Exercise brief – Your answer should be the data below, reproduced with nothing changed.

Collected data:
★ ★ ★ ★ ★
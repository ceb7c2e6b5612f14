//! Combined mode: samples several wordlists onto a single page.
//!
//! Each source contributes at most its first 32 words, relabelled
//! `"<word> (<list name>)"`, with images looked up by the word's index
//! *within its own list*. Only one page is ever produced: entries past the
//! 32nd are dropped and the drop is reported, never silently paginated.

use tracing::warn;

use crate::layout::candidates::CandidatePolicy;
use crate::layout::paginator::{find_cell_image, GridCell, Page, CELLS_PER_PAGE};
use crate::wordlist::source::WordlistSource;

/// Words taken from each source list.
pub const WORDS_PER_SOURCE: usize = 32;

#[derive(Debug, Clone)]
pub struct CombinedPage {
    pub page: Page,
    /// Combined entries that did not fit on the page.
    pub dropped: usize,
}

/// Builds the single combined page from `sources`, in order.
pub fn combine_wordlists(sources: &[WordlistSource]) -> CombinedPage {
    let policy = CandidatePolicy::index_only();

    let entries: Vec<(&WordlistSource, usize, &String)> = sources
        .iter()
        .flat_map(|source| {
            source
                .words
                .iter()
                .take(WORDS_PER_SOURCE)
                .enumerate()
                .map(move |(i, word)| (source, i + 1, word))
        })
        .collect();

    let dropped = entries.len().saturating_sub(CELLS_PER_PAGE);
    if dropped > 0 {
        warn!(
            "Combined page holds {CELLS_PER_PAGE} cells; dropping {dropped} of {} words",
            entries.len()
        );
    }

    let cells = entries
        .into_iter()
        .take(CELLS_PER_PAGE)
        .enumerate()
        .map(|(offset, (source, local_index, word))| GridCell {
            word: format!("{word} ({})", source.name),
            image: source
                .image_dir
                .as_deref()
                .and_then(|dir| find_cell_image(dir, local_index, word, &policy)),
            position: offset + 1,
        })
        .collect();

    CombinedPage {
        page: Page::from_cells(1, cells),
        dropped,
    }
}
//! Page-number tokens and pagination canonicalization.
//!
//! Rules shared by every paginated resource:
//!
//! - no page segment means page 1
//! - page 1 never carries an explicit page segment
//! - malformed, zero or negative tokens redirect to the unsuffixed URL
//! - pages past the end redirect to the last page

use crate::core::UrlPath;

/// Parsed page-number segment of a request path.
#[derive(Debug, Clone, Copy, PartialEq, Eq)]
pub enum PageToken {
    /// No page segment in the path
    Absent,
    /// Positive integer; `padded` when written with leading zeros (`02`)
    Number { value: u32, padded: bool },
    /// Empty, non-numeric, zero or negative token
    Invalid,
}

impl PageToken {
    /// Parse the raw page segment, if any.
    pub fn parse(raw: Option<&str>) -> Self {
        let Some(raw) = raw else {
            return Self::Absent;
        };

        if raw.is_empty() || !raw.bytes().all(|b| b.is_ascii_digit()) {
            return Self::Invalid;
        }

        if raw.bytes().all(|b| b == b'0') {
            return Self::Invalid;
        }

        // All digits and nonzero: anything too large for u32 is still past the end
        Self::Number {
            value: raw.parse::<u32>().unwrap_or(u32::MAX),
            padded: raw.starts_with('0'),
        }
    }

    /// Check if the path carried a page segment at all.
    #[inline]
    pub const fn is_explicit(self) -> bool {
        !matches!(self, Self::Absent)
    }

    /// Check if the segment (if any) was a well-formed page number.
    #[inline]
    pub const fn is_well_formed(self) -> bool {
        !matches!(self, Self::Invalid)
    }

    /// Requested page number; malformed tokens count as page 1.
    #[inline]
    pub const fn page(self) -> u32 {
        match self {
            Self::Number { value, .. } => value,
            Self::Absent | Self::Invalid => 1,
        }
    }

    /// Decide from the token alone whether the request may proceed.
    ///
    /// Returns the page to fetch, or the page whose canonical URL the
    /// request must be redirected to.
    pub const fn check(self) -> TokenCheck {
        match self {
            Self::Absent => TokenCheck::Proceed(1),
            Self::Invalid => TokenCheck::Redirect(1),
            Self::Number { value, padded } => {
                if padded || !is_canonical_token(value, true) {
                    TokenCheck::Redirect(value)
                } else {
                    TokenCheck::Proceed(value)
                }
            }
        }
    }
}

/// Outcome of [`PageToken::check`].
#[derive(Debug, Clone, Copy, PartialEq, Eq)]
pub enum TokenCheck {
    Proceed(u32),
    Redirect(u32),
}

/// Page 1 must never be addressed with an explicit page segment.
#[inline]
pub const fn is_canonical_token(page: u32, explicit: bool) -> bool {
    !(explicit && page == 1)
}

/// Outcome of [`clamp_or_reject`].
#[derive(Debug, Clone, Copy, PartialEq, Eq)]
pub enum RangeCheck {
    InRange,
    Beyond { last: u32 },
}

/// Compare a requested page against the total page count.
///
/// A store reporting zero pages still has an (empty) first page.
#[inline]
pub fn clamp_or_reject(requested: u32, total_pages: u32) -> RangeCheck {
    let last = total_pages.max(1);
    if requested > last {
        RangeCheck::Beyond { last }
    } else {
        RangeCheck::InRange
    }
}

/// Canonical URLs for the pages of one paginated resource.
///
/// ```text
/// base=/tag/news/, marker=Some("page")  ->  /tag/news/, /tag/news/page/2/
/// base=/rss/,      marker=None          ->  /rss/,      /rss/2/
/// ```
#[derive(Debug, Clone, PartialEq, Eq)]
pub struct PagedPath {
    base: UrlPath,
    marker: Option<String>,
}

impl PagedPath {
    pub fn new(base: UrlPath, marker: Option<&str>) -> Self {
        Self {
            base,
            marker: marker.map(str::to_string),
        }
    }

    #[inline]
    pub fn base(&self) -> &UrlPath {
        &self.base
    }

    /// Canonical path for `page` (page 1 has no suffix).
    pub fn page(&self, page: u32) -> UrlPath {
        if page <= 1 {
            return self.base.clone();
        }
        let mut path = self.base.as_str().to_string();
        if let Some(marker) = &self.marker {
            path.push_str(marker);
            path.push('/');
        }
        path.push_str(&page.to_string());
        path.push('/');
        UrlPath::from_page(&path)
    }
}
★ ★ ★ ★ ★
Result of this task –
repository ceb7c2e6b5612f14
//! Combined mode: samples several wordlists onto a single page.
//!
//! Each source contributes at most its first 32 words, relabelled
//! `"<word> (<list name>)"`, with images looked up by the word's index
//! *within its own list*. Only one page is ever produced: entries past the
//! 32nd are dropped and the drop is reported, never silently paginated.

use tracing::warn;

use crate::layout::candidates::CandidatePolicy;
use crate::layout::paginator::{find_cell_image, GridCell, Page, CELLS_PER_PAGE};
use crate::wordlist::source::WordlistSource;

/// Words taken from each source list.
pub const WORDS_PER_SOURCE: usize = 32;

#[derive(Debug, Clone)]
pub struct CombinedPage {
    pub page: Page,
    /// Combined entries that did not fit on the page.
    pub dropped: usize,
}

/// Builds the single combined page from `sources`, in order.
pub fn combine_wordlists(sources: &[WordlistSource]) -> CombinedPage {
    let policy = CandidatePolicy::index_only();

    let entries: Vec<(&WordlistSource, usize, &String)> = sources
        .iter()
        .flat_map(|source| {
            source
                .words
                .iter()
                .take(WORDS_PER_SOURCE)
                .enumerate()
                .map(move |(i, word)| (source, i + 1, word))
        })
        .collect();

    let dropped = entries.len().saturating_sub(CELLS_PER_PAGE);
    if dropped > 0 {
        warn!(
            "Combined page holds {CELLS_PER_PAGE} cells; dropping {dropped} of {} words",
            entries.len()
        );
    }

    let cells = entries
        .into_iter()
        .take(CELLS_PER_PAGE)
        .enumerate()
        .map(|(offset, (source, local_index, word))| GridCell {
            word: format!("{word} ({})", source.name),
            image: source
                .image_dir
                .as_deref()
                .and_then(|dir| find_cell_image(dir, local_index, word, &policy)),
            position: offset + 1,
        })
        .collect();

    CombinedPage {
        page: Page::from_cells(1, cells),
        dropped,
    }
}
//! Page-number tokens and pagination canonicalization.
//!
//! Rules shared by every paginated resource:
//!
//! - no page segment means page 1
//! - page 1 never carries an explicit page segment
//! - malformed, zero or negative tokens redirect to the unsuffixed URL
//! - pages past the end redirect to the last page

use crate::core::UrlPath;

/// Parsed page-number segment of a request path.
#[derive(Debug, Clone, Copy, PartialEq, Eq)]
pub enum PageToken {
    /// No page segment in the path
    Absent,
    /// Positive integer; `padded` when written with leading zeros (`02`)
    Number { value: u32, padded: bool },
    /// Empty, non-numeric, zero or negative token
    Invalid,
}

impl PageToken {
    /// Parse the raw page segment, if any.
    pub fn parse(raw: Option<&str>) -> Self {
        let Some(raw) = raw else {
            return Self::Absent;
        };

        if raw.is_empty() || !raw.bytes().all(|b| b.is_ascii_digit()) {
            return Self::Invalid;
        }

        if raw.bytes().all(|b| b == b'0') {
            return Self::Invalid;
        }

        // All digits and nonzero: anything too large for u32 is still past the end
        Self::Number {
            value: raw.parse::<u32>().unwrap_or(u32::MAX),
            padded: raw.starts_with('0'),
        }
    }

    /// Check if the path carried a page segment at all.
    #[inline]
    pub const fn is_explicit(self) -> bool {
        !matches!(self, Self::Absent)
    }

    /// Check if the segment (if any) was a well-formed page number.
    #[inline]
    pub const fn is_well_formed(self) -> bool {
        !matches!(self, Self::Invalid)
    }

    /// Requested page number; malformed tokens count as page 1.
    #[inline]
    pub const fn page(self) -> u32 {
        match self {
            Self::Number { value, .. } => value,
            Self::Absent | Self::Invalid => 1,
        }
    }

    /// Decide from the token alone whether the request may proceed.
    ///
    /// Returns the page to fetch, or the page whose canonical URL the
    /// request must be redirected to.
    pub const fn check(self) -> TokenCheck {
        match self {
            Self::Absent => TokenCheck::Proceed(1),
            Self::Invalid => TokenCheck::Redirect(1),
            Self::Number { value, padded } => {
                if padded || !is_canonical_token(value, true) {
                    TokenCheck::Redirect(value)
                } else {
                    TokenCheck::Proceed(value)
                }
            }
        }
    }
}

/// Outcome of [`PageToken::check`].
#[derive(Debug, Clone, Copy, PartialEq, Eq)]
pub enum TokenCheck {
    Proceed(u32),
    Redirect(u32),
}

/// Page 1 must never be addressed with an explicit page segment.
#[inline]
pub const fn is_canonical_token(page: u32, explicit: bool) -> bool {
    !(explicit && page == 1)
}

/// Outcome of [`clamp_or_reject`].
#[derive(Debug, Clone, Copy, PartialEq, Eq)]
pub enum RangeCheck {
    InRange,
    Beyond { last: u32 },
}

/// Compare a requested page against the total page count.
///
/// A store reporting zero pages still has an (empty) first page.
#[inline]
pub fn clamp_or_reject(requested: u32, total_pages: u32) -> RangeCheck {
    let last = total_pages.max(1);
    if requested > last {
        RangeCheck::Beyond { last }
    } else {
        RangeCheck::InRange
    }
}

/// Canonical URLs for the pages of one paginated resource.
///
/// ```text
/// base=/tag/news/, marker=Some("page")  ->  /tag/news/, /tag/news/page/2/
/// base=/rss/,      marker=None          ->  /rss/,      /rss/2/
/// ```
#[derive(Debug, Clone, PartialEq, Eq)]
pub struct PagedPath {
    base: UrlPath,
    marker: Option<String>,
}

impl PagedPath {
    pub fn new(base: UrlPath, marker: Option<&str>) -> Self {
        Self {
            base,
            marker: marker.map(str::to_string),
        }
    }

    #[inline]
    pub fn base(&self) -> &UrlPath {
        &self.base
    }

    /// Canonical path for `page` (page 1 has no suffix).
    pub fn page(&self, page: u32) -> UrlPath {
        if page <= 1 {
            return self.base.clone();
        }
        let mut path = self.base.as_str().to_string();
        if let Some(marker) = &self.marker {
            path.push_str(marker);
            path.push('/');
        }
        path.push_str(&page.to_string());
        path.push('/');
        UrlPath::from_page(&path)
    }
}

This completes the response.